Your assignment ::
Lines that include "SwaggerUi" make up the answer; copy all of them from the data below.

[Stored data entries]
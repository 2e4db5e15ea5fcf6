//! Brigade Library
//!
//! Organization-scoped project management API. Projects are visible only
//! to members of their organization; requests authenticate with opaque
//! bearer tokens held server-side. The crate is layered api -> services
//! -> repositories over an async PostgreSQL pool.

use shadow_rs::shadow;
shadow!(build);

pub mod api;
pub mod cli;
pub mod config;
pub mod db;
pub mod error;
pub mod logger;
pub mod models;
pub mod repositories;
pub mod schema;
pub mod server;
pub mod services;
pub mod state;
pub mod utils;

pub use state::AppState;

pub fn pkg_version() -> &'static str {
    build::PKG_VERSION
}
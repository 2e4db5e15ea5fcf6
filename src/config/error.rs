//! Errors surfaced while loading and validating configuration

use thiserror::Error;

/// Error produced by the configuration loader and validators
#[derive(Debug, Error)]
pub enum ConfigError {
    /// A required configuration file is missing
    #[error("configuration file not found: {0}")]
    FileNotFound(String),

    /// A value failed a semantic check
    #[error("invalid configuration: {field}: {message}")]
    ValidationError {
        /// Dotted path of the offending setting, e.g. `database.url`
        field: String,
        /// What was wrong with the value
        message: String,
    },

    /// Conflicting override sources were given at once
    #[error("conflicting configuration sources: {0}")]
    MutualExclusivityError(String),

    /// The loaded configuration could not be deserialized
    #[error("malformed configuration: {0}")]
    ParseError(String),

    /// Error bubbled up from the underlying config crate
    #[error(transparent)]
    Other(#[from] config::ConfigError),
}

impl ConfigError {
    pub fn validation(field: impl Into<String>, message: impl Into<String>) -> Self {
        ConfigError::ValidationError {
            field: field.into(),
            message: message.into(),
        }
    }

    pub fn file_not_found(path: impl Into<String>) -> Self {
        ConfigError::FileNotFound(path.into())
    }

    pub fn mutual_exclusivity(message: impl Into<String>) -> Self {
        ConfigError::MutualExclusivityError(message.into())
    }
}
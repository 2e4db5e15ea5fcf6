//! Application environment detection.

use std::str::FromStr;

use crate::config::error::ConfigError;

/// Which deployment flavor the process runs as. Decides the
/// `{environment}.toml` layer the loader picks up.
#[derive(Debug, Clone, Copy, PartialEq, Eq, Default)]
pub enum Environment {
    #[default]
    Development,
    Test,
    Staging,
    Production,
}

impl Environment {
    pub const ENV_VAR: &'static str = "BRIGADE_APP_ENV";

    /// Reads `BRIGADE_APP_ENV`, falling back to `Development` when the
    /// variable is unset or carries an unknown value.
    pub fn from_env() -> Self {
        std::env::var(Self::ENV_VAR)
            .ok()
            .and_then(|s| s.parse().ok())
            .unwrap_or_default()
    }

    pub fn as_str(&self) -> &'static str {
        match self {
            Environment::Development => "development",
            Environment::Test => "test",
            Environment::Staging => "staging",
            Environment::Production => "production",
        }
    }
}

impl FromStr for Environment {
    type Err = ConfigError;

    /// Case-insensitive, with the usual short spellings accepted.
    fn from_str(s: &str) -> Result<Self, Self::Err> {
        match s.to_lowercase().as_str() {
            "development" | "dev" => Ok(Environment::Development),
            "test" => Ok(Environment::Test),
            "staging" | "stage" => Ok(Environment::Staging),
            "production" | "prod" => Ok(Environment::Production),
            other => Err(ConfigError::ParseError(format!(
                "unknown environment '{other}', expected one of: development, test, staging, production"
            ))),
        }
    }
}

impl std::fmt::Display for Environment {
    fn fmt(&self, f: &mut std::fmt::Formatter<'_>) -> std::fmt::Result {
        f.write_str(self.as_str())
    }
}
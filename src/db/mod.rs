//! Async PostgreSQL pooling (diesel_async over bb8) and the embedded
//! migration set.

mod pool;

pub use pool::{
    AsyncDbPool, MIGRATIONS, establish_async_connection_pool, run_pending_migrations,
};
--
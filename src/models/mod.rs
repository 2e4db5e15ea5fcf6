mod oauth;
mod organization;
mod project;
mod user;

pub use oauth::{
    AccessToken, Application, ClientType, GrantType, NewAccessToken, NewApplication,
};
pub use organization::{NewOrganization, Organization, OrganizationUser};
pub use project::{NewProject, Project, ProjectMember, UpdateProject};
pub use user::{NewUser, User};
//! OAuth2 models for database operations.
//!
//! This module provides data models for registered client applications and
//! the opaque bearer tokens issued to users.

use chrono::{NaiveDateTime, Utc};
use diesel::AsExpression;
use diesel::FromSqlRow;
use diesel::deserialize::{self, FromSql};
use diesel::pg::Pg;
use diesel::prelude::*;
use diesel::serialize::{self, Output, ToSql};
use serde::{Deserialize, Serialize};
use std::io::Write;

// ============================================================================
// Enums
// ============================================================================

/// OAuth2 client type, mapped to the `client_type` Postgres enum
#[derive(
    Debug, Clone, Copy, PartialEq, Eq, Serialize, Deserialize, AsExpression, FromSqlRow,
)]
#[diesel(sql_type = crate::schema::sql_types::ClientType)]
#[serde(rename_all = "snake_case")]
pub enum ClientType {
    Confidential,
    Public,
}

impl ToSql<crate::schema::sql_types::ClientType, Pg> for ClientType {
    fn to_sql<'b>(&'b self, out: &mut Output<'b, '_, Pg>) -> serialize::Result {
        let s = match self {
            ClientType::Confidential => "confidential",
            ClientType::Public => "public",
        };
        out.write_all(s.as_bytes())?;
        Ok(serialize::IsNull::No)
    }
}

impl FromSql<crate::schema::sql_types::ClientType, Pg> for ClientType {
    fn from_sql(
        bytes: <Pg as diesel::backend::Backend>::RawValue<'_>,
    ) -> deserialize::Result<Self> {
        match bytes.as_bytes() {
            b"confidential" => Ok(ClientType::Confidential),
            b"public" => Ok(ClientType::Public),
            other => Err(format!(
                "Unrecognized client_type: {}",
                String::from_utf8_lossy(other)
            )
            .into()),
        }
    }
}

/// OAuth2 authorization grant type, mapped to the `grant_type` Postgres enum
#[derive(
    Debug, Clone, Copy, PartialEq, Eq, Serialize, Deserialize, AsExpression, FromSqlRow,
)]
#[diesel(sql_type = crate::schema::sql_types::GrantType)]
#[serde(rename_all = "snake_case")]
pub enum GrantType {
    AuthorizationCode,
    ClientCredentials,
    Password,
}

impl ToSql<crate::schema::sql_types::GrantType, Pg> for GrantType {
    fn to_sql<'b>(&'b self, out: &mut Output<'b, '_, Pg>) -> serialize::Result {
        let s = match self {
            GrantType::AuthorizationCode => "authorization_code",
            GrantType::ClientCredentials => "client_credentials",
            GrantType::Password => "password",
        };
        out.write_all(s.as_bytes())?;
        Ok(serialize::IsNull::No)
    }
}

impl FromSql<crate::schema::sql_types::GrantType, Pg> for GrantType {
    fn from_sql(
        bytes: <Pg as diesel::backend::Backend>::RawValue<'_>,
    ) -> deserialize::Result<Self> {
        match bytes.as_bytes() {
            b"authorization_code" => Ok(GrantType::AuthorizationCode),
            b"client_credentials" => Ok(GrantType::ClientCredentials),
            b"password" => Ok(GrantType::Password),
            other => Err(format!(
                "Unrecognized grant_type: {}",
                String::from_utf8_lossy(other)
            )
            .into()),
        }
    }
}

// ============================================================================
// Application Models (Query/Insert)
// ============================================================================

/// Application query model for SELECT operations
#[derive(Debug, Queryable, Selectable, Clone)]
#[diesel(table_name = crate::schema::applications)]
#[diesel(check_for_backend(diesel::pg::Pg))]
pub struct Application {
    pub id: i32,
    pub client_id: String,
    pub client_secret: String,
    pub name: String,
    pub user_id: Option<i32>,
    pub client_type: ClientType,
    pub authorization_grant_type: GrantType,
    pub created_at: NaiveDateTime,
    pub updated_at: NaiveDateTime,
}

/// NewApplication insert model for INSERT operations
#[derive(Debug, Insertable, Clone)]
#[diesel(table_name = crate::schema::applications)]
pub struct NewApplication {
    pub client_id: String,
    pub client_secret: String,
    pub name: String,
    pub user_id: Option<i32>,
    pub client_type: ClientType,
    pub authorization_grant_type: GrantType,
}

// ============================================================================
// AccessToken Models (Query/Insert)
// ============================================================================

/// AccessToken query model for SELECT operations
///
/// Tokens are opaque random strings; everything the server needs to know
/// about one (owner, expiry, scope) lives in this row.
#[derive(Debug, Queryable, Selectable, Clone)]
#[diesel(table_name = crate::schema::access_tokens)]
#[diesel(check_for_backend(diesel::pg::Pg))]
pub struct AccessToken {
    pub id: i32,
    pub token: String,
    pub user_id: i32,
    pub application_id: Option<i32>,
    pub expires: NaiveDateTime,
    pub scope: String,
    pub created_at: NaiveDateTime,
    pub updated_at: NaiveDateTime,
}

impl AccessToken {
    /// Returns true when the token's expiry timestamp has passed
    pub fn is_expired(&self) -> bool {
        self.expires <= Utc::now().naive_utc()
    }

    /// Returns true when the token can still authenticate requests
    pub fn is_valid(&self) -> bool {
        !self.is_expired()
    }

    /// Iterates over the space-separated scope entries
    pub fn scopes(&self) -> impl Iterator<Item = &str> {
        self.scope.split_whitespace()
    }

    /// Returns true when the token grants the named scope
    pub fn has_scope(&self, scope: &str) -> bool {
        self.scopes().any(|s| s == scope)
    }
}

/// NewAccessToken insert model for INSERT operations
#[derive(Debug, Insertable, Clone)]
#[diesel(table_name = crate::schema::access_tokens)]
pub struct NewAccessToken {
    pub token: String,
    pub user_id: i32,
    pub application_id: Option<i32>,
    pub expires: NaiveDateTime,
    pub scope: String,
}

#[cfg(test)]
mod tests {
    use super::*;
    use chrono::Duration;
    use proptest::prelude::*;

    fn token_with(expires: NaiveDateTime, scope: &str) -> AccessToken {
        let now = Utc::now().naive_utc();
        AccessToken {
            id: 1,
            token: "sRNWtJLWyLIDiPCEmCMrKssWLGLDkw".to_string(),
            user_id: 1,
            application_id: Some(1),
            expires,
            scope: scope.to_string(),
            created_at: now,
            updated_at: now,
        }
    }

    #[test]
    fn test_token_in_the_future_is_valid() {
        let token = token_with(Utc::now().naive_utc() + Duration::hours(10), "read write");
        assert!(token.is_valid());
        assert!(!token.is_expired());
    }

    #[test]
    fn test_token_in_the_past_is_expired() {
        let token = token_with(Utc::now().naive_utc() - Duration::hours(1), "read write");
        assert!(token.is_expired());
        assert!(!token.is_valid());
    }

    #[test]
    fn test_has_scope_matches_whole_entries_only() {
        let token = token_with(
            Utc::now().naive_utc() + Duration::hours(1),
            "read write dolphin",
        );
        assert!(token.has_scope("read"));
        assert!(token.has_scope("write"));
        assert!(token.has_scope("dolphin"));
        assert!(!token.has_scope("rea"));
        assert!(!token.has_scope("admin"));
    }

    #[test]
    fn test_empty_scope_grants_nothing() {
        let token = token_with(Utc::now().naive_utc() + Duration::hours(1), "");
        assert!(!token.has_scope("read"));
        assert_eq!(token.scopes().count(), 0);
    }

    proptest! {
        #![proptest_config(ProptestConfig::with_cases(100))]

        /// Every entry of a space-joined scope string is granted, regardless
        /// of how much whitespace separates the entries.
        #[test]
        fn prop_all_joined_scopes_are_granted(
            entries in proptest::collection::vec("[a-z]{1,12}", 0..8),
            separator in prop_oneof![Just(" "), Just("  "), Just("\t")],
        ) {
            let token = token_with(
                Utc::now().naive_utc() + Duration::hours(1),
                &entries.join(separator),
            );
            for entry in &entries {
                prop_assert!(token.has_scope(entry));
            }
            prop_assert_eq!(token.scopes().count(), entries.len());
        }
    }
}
--
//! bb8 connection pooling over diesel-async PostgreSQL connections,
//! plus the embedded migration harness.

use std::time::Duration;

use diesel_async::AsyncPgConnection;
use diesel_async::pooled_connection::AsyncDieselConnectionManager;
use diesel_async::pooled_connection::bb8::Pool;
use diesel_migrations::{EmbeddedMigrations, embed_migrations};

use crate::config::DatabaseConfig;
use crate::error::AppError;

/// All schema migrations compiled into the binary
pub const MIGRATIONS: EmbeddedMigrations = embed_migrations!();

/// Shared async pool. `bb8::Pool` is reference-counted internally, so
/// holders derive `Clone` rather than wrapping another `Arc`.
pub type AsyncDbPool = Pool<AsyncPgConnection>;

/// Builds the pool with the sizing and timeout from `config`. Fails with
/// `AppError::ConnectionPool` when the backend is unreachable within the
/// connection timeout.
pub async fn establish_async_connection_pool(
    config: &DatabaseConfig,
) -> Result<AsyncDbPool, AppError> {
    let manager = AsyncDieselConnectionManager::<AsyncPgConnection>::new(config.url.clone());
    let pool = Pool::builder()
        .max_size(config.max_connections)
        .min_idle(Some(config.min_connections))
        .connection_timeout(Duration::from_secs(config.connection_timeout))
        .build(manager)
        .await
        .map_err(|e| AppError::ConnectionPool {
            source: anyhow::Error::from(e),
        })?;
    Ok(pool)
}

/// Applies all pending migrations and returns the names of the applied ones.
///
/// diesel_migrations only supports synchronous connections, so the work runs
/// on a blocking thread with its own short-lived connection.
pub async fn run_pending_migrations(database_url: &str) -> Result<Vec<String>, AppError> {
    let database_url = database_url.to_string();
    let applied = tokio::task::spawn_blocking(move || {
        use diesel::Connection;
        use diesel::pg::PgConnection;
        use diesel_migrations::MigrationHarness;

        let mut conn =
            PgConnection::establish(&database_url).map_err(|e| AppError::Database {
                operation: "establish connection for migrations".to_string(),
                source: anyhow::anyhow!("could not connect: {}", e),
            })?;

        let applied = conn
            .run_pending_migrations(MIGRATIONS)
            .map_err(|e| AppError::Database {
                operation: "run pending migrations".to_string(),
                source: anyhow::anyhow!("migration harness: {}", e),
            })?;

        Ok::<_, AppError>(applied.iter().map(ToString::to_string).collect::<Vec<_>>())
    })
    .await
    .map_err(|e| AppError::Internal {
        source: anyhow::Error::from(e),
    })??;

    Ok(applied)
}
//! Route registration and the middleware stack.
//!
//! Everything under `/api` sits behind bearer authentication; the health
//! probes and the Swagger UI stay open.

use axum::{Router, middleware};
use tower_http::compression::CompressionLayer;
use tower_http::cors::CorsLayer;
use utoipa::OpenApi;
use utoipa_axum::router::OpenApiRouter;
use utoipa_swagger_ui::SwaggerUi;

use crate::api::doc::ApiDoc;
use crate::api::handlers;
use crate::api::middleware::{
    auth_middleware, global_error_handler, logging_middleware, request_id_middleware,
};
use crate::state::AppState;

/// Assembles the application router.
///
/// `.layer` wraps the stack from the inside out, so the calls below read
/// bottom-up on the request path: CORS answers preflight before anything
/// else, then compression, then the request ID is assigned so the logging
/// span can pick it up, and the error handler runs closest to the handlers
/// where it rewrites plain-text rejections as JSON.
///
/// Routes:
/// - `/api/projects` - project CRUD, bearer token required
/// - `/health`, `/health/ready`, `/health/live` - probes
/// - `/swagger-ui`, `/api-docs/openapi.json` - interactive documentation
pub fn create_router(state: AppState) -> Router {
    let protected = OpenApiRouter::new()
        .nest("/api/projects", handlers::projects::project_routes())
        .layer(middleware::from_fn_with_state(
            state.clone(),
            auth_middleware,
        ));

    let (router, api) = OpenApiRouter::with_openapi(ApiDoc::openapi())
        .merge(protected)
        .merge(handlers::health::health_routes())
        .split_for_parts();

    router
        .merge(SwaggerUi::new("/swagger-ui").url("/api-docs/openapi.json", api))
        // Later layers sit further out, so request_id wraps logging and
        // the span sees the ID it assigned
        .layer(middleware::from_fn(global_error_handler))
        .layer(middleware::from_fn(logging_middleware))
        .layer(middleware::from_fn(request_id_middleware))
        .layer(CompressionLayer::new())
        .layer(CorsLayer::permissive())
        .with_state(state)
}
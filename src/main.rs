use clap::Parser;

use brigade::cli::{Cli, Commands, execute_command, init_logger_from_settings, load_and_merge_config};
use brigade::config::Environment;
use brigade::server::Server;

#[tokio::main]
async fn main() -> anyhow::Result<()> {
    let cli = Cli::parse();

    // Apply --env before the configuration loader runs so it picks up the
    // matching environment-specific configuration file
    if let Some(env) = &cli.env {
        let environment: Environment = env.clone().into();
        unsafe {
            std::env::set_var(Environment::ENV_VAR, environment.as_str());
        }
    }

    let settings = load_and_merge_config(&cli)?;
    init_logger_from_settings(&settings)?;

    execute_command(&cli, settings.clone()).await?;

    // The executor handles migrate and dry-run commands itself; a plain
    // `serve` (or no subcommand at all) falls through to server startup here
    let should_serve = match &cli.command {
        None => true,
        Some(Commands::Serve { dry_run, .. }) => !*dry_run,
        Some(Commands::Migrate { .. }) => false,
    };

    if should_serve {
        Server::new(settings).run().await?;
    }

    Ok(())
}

Solution for this task ::
use utoipa_swagger_ui::SwaggerUi;
        .merge(SwaggerUi::new("/swagger-ui").url("/api-docs/openapi.json", api))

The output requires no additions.